Do MS and Internet Explorer encourage non-standard HTML?
Structured blogging activity has accelerated, and has reached the important milestone where there is debate about whether it will amount to anything. If you are not familiar with structured blogging, the term itself should be enough to give you a good idea – think of structured editing, eForms, and blogging all mushed together. Structured editing has been around since the early 80s when companies like Datalogics, Texet, Arbortext, SoftQuad and others were developing SGML authoring and editing tools (I was involved in the Texet effort). The big problem then was the user interface. WYSIWYG was new, but the real issue was not that the tools were not graphical enough, it was that authors were not interested in tools that forced them A) to use a different tool, B) to use a tool that required them to do more work, and C) to use a tool that they were not convinced would provide significant benefits. Today many of us use eForm, HTML or XML tools and the interfaces are far superior, but A, B are still major hurdles to overcome. C is less of a problem, and maybe appealing applications based on ‘microformats’ will help even more. Perhaps the blogging tool plug-ins in the works will alleviate A and B, but winning the hearts of bloggers will not be easy. It will be far easier to do in the context of enterprise applications, but the difficulty should not be underestimated. I am a fan of structured blogging and authoring in general, but the concerns being raised are real. To catch-up on the pros and cons of structured blogging see posts from Bob Wyman, Charlie Wood, Paul Kedrosky,
Jon Udell wrote yesterday that we should really be getting beyond the office document format debate swirling around the Massachusetts decision, because all heavy footprint authoring applications are headed for oblivion in our increasingly net-software-as-service world. (David Berlind also weighs in on the death of fat clients apps.) Tim Bray is skeptical because “… authoring software is hard.” While my view of the ODF debate is much closer to Jon’s than Tim’s, I agree with Tim’s caution here. While my coding skills were never in the league of either of these guys I have spent a lot of time working on authoring software, and more importantly, collecting requirements from users. Admittedly this was well before the Web existed, but what hasn’t changed one bit, is the need for authoring software to meet a staggering array of complex user requirements. Authoring software has to be flexible and extendable to meet the always unanticipated user needs. Authoring software is hard, and differing formatting and integration requirements will keep it that way.

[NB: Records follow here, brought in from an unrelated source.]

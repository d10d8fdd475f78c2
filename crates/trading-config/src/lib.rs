//! Configuration management.

mod settings;

pub use settings::{AppConfig, AppSettings, LoggingConfig};

use config::{Config, Environment, File};
use std::path::Path;
use thiserror::Error;
use trading_core::error::GraphError;
use trading_indicators::IndicatorRegistry;

/// Configuration loading and validation errors.
#[derive(Error, Debug)]
pub enum ConfigError {
    #[error("Failed to load configuration: {0}")]
    Load(#[from] config::ConfigError),

    #[error("Failed to parse configuration: {0}")]
    Parse(#[from] toml::de::Error),

    #[error("Invalid graph: {0}")]
    Graph(#[from] GraphError),
}

/// Load configuration from file and environment.
///
/// Environment variables prefixed with `TRADING__` override file values,
/// e.g. `TRADING__LOGGING__LEVEL=debug`.
pub fn load_config(path: &Path) -> Result<AppConfig, ConfigError> {
    let config = Config::builder()
        .add_source(File::from(path).required(true))
        .add_source(
            Environment::with_prefix("TRADING")
                .separator("__")
                .try_parsing(true),
        )
        .build()?;

    Ok(config.try_deserialize()?)
}

/// Parse configuration from TOML text.
pub fn parse_config_str(text: &str) -> Result<AppConfig, ConfigError> {
    Ok(toml::from_str(text)?)
}

impl AppConfig {
    /// Check the graph section against the indicator registry.
    pub fn validate(&self, registry: &IndicatorRegistry) -> Result<(), ConfigError> {
        self.graph.validate(registry)?;
        Ok(())
    }
}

Note that extending software functionality is not unrelated to extending the encoding of the content, which reminds me that…

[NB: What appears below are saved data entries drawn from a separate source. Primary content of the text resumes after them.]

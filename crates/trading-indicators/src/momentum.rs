//! Momentum indicators.

use crate::window::WindowBuffer;
use trading_core::error::IndicatorError;
use trading_core::traits::StreamingIndicator;
use trading_core::types::ensure_finite;

/// Momentum: `x[t] - x[t - period]`.
///
/// Silent until `period + 1` samples have arrived.
#[derive(Debug, Clone)]
pub struct Momentum {
    period: usize,
    window: WindowBuffer,
}

impl Momentum {
    pub fn new(period: usize) -> Result<Self, IndicatorError> {
        Ok(Self {
            period,
            window: lookback_window(period)?,
        })
    }
}

impl StreamingIndicator for Momentum {
    fn update(&mut self, _port: usize, value: f64) -> Result<Option<f64>, IndicatorError> {
        self.window.push_then(value, |w| {
            lookback(w)
                .map(|base| ensure_finite(value - base))
                .transpose()
        })
    }

    fn reset(&mut self) {
        self.window.clear();
    }

    fn period(&self) -> usize {
        self.period
    }

    fn name(&self) -> &str {
        "Momentum"
    }
}

/// Rate of change in percent: `(x[t] / x[t - period] - 1) * 100`.
///
/// Produces no output while the base sample is zero (or so small the
/// ratio is not finite).
#[derive(Debug, Clone)]
pub struct RateOfChange {
    period: usize,
    window: WindowBuffer,
}

impl RateOfChange {
    pub fn new(period: usize) -> Result<Self, IndicatorError> {
        Ok(Self {
            period,
            window: lookback_window(period)?,
        })
    }
}

impl StreamingIndicator for RateOfChange {
    fn update(&mut self, _port: usize, value: f64) -> Result<Option<f64>, IndicatorError> {
        self.window.push(value)?;
        Ok(lookback(&self.window).and_then(|base| {
            // Undefined against a zero base; the sample still advances the window.
            let roc = (value / base - 1.0) * 100.0;
            roc.is_finite().then_some(roc)
        }))
    }

    fn reset(&mut self) {
        self.window.clear();
    }

    fn period(&self) -> usize {
        self.period
    }

    fn name(&self) -> &str {
        "ROC"
    }
}

fn lookback_window(period: usize) -> Result<WindowBuffer, IndicatorError> {
    if period == 0 {
        return Err(IndicatorError::InvalidConfiguration(
            "Period must be greater than 0".to_string(),
        ));
    }
    WindowBuffer::new(period + 1)
}

/// Oldest sample once the lookback window is full.
fn lookback(window: &WindowBuffer) -> Option<f64> {
    if window.is_full() {
        window.get(0)
    } else {
        None
    }
}

/// Relative Strength Index (RSI) with Wilder's smoothing.
///
/// The first value is emitted once `period` price changes have been seen,
/// seeded with the simple average gain and loss.
#[derive(Debug, Clone)]
pub struct Rsi {
    period: usize,
    prev: Option<f64>,
    changes: usize,
    avg_gain: f64,
    avg_loss: f64,
}

impl Rsi {
    /// Create a new RSI indicator. Common periods are 14 or 9.
    pub fn new(period: usize) -> Result<Self, IndicatorError> {
        if period == 0 {
            return Err(IndicatorError::InvalidConfiguration(
                "RSI period must be greater than 0".to_string(),
            ));
        }
        Ok(Self {
            period,
            prev: None,
            changes: 0,
            avg_gain: 0.0,
            avg_loss: 0.0,
        })
    }

    fn value(&self) -> f64 {
        if self.avg_loss == 0.0 {
            100.0
        } else {
            100.0 - 100.0 / (1.0 + self.avg_gain / self.avg_loss)
        }
    }
}

impl StreamingIndicator for Rsi {
    fn update(&mut self, _port: usize, value: f64) -> Result<Option<f64>, IndicatorError> {
        let value = ensure_finite(value)?;
        let Some(prev) = self.prev else {
            self.prev = Some(value);
            return Ok(None);
        };

        let change = ensure_finite(value - prev)?;
        self.prev = Some(value);
        let (gain, loss) = if change > 0.0 { (change, 0.0) } else { (0.0, -change) };
        let period = self.period as f64;
        self.changes += 1;

        if self.changes <= self.period {
            // Accumulate sums for the seed averages
            self.avg_gain += gain;
            self.avg_loss += loss;
            if self.changes < self.period {
                return Ok(None);
            }
            self.avg_gain /= period;
            self.avg_loss /= period;
        } else {
            self.avg_gain = (self.avg_gain * (period - 1.0) + gain) / period;
            self.avg_loss = (self.avg_loss * (period - 1.0) + loss) / period;
        }

        Ok(Some(self.value()))
    }

    fn reset(&mut self) {
        self.prev = None;
        self.changes = 0;
        self.avg_gain = 0.0;
        self.avg_loss = 0.0;
    }

    fn period(&self) -> usize {
        self.period + 1
    }

    fn name(&self) -> &str {
        "RSI"
    }
}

Ironically, the reason I agree with Tim here is exactly why I disagree with the ODF decision: extensibility should be the first requirement of a government decision on an open document standard, and ODF looks uncomfortably like a limited implementation. From a practical point of view, scope is critical, but as Jon says, “In theory, governments should mandate standards, not implementations.” Perhaps the way to think about it is that governments should mandate standards (XML) but adopt implementations (form OASIS and Microsoft and perhaps others). Realistically there will be multiple versions (implementations) of each anyway, so a single implementation will never be enough.